As a non-profit, business accelerating, trade organization SDSI connects and drives the growth of Southern California's vibrant sports economy by offering innovative programs and services for start-ups, mature companies and service providers. We offer mentoring, education and capital funding opportunities for start-ups; best practice collaboration, access to new technology and public policy advocacy for mature companies; as well as deal flow to our service providers and the Southern California Investment Community.
By Chuck Scott
Rob Logan has mentored more than 25 companies is his two years as an Entrepreneur-in-Residence with CONNECT, offering them expertise on everything from identifying and fixing holes in their business plan to raising capital to dealing with customers.
Then a little more than a year ago he found himself on the opposite side of the equation. He and three colleagues had come up with the concept of putting digital thermometers in mouth guards, as a way to monitor an athlete’s body temperature to improve performance and protect against hyperthermia.
Faced with the challenge of building a business from the ground up, Logan knew exactly where he wanted to turn for help – the CONNECT Springboard program and SD Sport Innovators.
Logan’s new company, called HumanCentric Performance, was accepted into the Springboard program, and he said folks from SDSI came into various panels they have in the process.
“Once we graduated from the Springboard program, SDSI literally embraced us,” Logan said. “They have been an incredible resource. They have provided us with many introductions, including members of the advisory board at SDSI, who have given us great insights, people to talk to, ideas and constructive feedback.”
What led Logan – not only an EIR himself, but a two-time CEO with a PhD in Cognitive Psychology – to seek business advice from others?
“As entrepreneurs, you don’t know everything,” he said. “People come in with different perspectives that you wouldn’t have thought of yourself or your team wouldn’t have thought of, and that can open up completely new opportunities.
“They’ve been absolutely awesome for us. They’ve put us in front of investors, have otherwise showcased HCP and given us visibility and buzz that we could not have generated by ourselves.”
Logan credited an SDSI invitation to a recent “Connect with CONNECT” event for potentially creating two entirely new markets for HCP’s technology.
“SDSI provided HCP a table near other SDSI companies, and that event opened up two avenues for new business opportunities,” he said.
One of those is in the medical space, for sleep apnea, and the other is with the military. “Our primary focus is on sports,” Logan said, “but as it turns out people are finding other uses for our technology.”
It’s that technology that’s at the heart of HumanCentric Performance.
“We are not a mouth guard company; there are companies that do that and do it very well,” Logan said. “We license our technology to those folks and we’re in negotiations with several of them now. … They’re interested in that base platform, which is temperature sensing and having a localized display.”

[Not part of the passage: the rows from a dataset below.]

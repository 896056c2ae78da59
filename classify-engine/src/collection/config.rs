//! Per-collection configuration
//!
//! The configuration surface is JSON: collections are created with an
//! optional config value and patched later with partial values.

use crate::data::{DataConfigs, DataKind};
use crate::item::NameCleaner;
use classify_common::{Error, Result};
use serde::{Deserialize, Serialize};
use serde_json::Value;
use std::collections::BTreeMap;
use std::time::Duration;

/// Runtime configuration of one collection
#[derive(Debug, Clone, PartialEq, Serialize, Deserialize)]
#[serde(default, deny_unknown_fields)]
pub struct CollectionConfig {
    /// Buffer capacity (at least 1)
    pub buffer_size: usize,

    /// Stage new items for confirmation; `false` commits them directly
    pub buffered: bool,

    /// Tokens removed from names before searching (case-insensitive)
    pub banned: Vec<String>,

    /// Characters splitting a name into tokens
    pub separators: String,

    /// Run an enrichment pass after every input
    pub auto_enrich: bool,

    /// Per-provider deadline for enrichment passes
    #[serde(skip_serializing_if = "Option::is_none")]
    pub provider_deadline_ms: Option<u64>,

    /// Parameter overrides per import kind, merged into import params
    pub imports: BTreeMap<String, Value>,

    /// Configuration blobs per data kind, applied to incoming data
    pub data: DataConfigs,
}

impl Default for CollectionConfig {
    fn default() -> Self {
        Self {
            buffer_size: 2,
            buffered: true,
            banned: Vec::new(),
            separators: " ._-".to_string(),
            auto_enrich: true,
            provider_deadline_ms: None,
            imports: BTreeMap::new(),
            data: DataConfigs::new(),
        }
    }
}

impl CollectionConfig {
    /// Check invariants
    pub fn validate(&self) -> Result<()> {
        if self.buffer_size == 0 {
            return Err(Error::ValidationFailure(
                "buffer_size must be at least 1".to_string(),
            ));
        }
        if self.provider_deadline_ms == Some(0) {
            return Err(Error::ValidationFailure(
                "provider_deadline_ms must be positive".to_string(),
            ));
        }
        for (kind, overrides) in &self.imports {
            if !overrides.is_object() {
                return Err(Error::ValidationFailure(format!(
                    "overrides for import kind '{}' must be an object",
                    kind
                )));
            }
        }
        Ok(())
    }

    /// Return a copy with `patch` merged in
    ///
    /// Objects merge key by key, `null` removes a key, anything else
    /// replaces. The result is validated.
    pub fn merged(&self, patch: &Value) -> Result<CollectionConfig> {
        if patch.is_null() {
            return Ok(self.clone());
        }
        if !patch.is_object() {
            return Err(Error::ValidationFailure(
                "collection config must be an object".to_string(),
            ));
        }

        let mut value = serde_json::to_value(self)?;
        merge_json(&mut value, patch);

        let config: CollectionConfig = serde_json::from_value(value)
            .map_err(|e| Error::ValidationFailure(format!("invalid collection config: {}", e)))?;
        config.validate()?;
        Ok(config)
    }

    /// Name cleaner built from banned words and separators
    pub fn cleaner(&self) -> NameCleaner {
        NameCleaner::new(&self.banned, &self.separators)
    }

    pub fn provider_deadline(&self) -> Option<Duration> {
        self.provider_deadline_ms.map(Duration::from_millis)
    }

    /// Parameter overrides for one import kind
    pub fn import_overrides(&self, kind: &str) -> Option<&Value> {
        self.imports.get(kind)
    }

    /// Own blob for one data kind
    pub fn data_config(&self, kind: DataKind) -> Option<&Value> {
        self.data.get(&kind)
    }
}

/// Recursive JSON merge (objects merge, `null` deletes, scalars replace)
pub fn merge_json(base: &mut Value, patch: &Value) {
    match (base, patch) {
        (Value::Object(base), Value::Object(patch)) => {
            for (key, value) in patch {
                if value.is_null() {
                    base.remove(key);
                } else {
                    merge_json(base.entry(key.clone()).or_insert(Value::Null), value);
                }
            }
        }
        (base, patch) => *base = patch.clone(),
    }
}

/// Shallow merge of import parameters (top-level keys of `overrides` win)
pub fn merge_params(params: &Value, overrides: &Value) -> Value {
    match (params, overrides) {
        (Value::Object(params), Value::Object(overrides)) => {
            let mut merged = params.clone();
            for (key, value) in overrides {
                merged.insert(key.clone(), value.clone());
            }
            Value::Object(merged)
        }
        (params, Value::Null) => params.clone(),
        (_, overrides) => overrides.clone(),
    }
}

#[cfg(test)]
mod tests {
    use super::*;
    use serde_json::json;

    #[test]
    fn test_defaults_are_valid() {
        let config = CollectionConfig::default();
        assert_eq!(config.buffer_size, 2);
        assert!(config.buffered);
        assert!(config.auto_enrich);
        config.validate().unwrap();
    }

    #[test]
    fn test_merge_partial_patch() {
        let base = CollectionConfig::default();
        let config = base
            .merged(&json!({
                "buffer_size": 5,
                "banned": ["720p"],
                "data": { "file": { "extensions": ["mkv"] } }
            }))
            .unwrap();

        assert_eq!(config.buffer_size, 5);
        assert_eq!(config.banned, vec!["720p"]);
        assert_eq!(
            config.data_config(DataKind::File),
            Some(&json!({ "extensions": ["mkv"] }))
        );
        assert_eq!(config.separators, base.separators);
    }

    #[test]
    fn test_merge_nested_and_null_removal() {
        let base = CollectionConfig::default()
            .merged(&json!({ "imports": { "list": { "kind": "file", "items": [] } } }))
            .unwrap();

        let patched = base
            .merged(&json!({ "imports": { "list": { "items": null } } }))
            .unwrap();
        assert_eq!(patched.imports["list"], json!({ "kind": "file" }));
    }

    #[test]
    fn test_invalid_configs_rejected() {
        let base = CollectionConfig::default();

        for patch in [
            json!({ "buffer_size": 0 }),
            json!({ "buffer_size": "big" }),
            json!({ "unknown_key": true }),
            json!({ "imports": { "list": 3 } }),
            json!({ "data": { "video": {} } }),
            json!("not an object"),
        ] {
            let err = base.merged(&patch).unwrap_err();
            assert!(
                matches!(err, Error::ValidationFailure(_)),
                "patch {} gave {:?}",
                patch,
                err
            );
        }
    }

    #[test]
    fn test_merge_params_is_shallow() {
        let params = json!({ "kind": "simple", "items": ["a"] });
        let merged = merge_params(&params, &json!({ "items": ["b", "c"] }));
        assert_eq!(merged, json!({ "kind": "simple", "items": ["b", "c"] }));

        assert_eq!(merge_params(&params, &Value::Null), params);
    }
}
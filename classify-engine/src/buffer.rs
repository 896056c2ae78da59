//! Bounded staging buffer
//!
//! Holds items pending confirmation, keyed by fingerprint and ordered by
//! arrival. On overflow the oldest entry is handed back to the caller,
//! which must commit it: staged work is never dropped by eviction.

use crate::identity::Fingerprint;
use crate::item::Item;
use classify_common::{Error, Result};
use std::collections::{HashMap, VecDeque};

/// FIFO staging area with eviction-with-promotion
#[derive(Debug)]
pub struct Buffer {
    capacity: usize,
    entries: HashMap<Fingerprint, Item>,
    arrival: VecDeque<Fingerprint>,
}

impl Buffer {
    /// Create an empty buffer (capacity is at least 1)
    pub fn new(capacity: usize) -> Self {
        let capacity = capacity.max(1);
        Self {
            capacity,
            entries: HashMap::with_capacity(capacity),
            arrival: VecDeque::with_capacity(capacity),
        }
    }

    pub fn capacity(&self) -> usize {
        self.capacity
    }

    pub fn len(&self) -> usize {
        self.entries.len()
    }

    pub fn is_empty(&self) -> bool {
        self.entries.is_empty()
    }

    pub fn contains(&self, id: &Fingerprint) -> bool {
        self.entries.contains_key(id)
    }

    pub fn get(&self, id: &Fingerprint) -> Option<&Item> {
        self.entries.get(id)
    }

    pub fn get_mut(&mut self, id: &Fingerprint) -> Option<&mut Item> {
        self.entries.get_mut(id)
    }

    /// Insert or overwrite an entry
    ///
    /// Re-arrival moves the id to the back of the arrival order. Returns the
    /// evicted front item when the buffer overflows; the caller commits it.
    #[must_use = "an evicted item must be promoted to the item store"]
    pub fn add(&mut self, id: Fingerprint, item: Item) -> Option<Item> {
        if self.entries.insert(id, item).is_some() {
            self.arrival.retain(|queued| *queued != id);
        }
        self.arrival.push_back(id);

        if self.entries.len() > self.capacity {
            self.evict_front()
        } else {
            None
        }
    }

    /// Remove a staged item for commit
    pub fn validate(&mut self, id: &Fingerprint) -> Result<Item> {
        self.remove(id)
            .ok_or_else(|| Error::NotFound(format!("item {} in buffer", id)))
    }

    /// Remove an entry without promotion
    pub fn remove(&mut self, id: &Fingerprint) -> Option<Item> {
        let item = self.entries.remove(id)?;
        self.arrival.retain(|queued| queued != id);
        Some(item)
    }

    /// Clear everything without promotion
    ///
    /// Returns the number of discarded entries.
    pub fn remove_all(&mut self) -> usize {
        let count = self.entries.len();
        self.entries.clear();
        self.arrival.clear();
        count
    }

    /// Snapshot of staged items in arrival order
    pub fn get_current_list(&self) -> Vec<Item> {
        self.arrival
            .iter()
            .filter_map(|id| self.entries.get(id))
            .cloned()
            .collect()
    }

    /// Change capacity; returns the items evicted (oldest first) to fit
    #[must_use = "evicted items must be promoted to the item store"]
    pub fn set_capacity(&mut self, capacity: usize) -> Vec<Item> {
        self.capacity = capacity.max(1);
        let mut evicted = Vec::new();
        while self.entries.len() > self.capacity {
            match self.evict_front() {
                Some(item) => evicted.push(item),
                None => break,
            }
        }
        evicted
    }

    fn evict_front(&mut self) -> Option<Item> {
        while let Some(id) = self.arrival.pop_front() {
            if let Some(item) = self.entries.remove(&id) {
                return Some(item);
            }
        }
        None
    }
}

Logan cited research by Lance Armstrong’s cycling team, which began tracking riders’ body temperatures in the early 2000s and discovered that when their core temperature reached 100 degrees Fahrenheit, the riders lost up to 20 percent of their pedaling power.
By having their athletes use a mouth guard with a digital thermometer, trainers and coaches can monitor their body temperature. HCP is finalizing the capability to transmit that data wirelessly, for multiple athletes, in real time.
Logan envisions a team trainer on the sideline keeping watch on an entire roster using a mobile device.
“Could be a tablet, could be a smartphone, could be any device,” he said, “and you would have a list of their players – the player with the highest temperature on the top of the list, the coolest temperature on the bottom. That makes it easy to quickly identify somebody who may need greater attention, and to cool them down.”
Logan said they’ve also received significant interest from what he called “technology-engaged” athletes – including triathletes, bicyclists and endurance runners – who all want data.
“They have a heart-rate monitor, they know heart rate is important,” Logan said. “They know body temperature is important but they have no means of knowing it today.”
HCP also benefited from the opportunity to present to potential investors at an SDSI capital forum last summer.
“We able to pitch our business to a group of over 50 extremely high level investors and executives in the action sports space who have all ‘been there done that’ and were able to tell us ‘watch out for that,’” Logan said. “This has resulted in significantly increased networking for HCP and access to resources.”
Logan said HCP is close to completing a $450,000 round of funding. Once they finalize their wireless platform and secure commercial deals with major players, they’ll be on their way to having a product to market, with a big assist from SDSI.
“The resources and contacts of SDSI definitely contributed to our success thus far,” he said.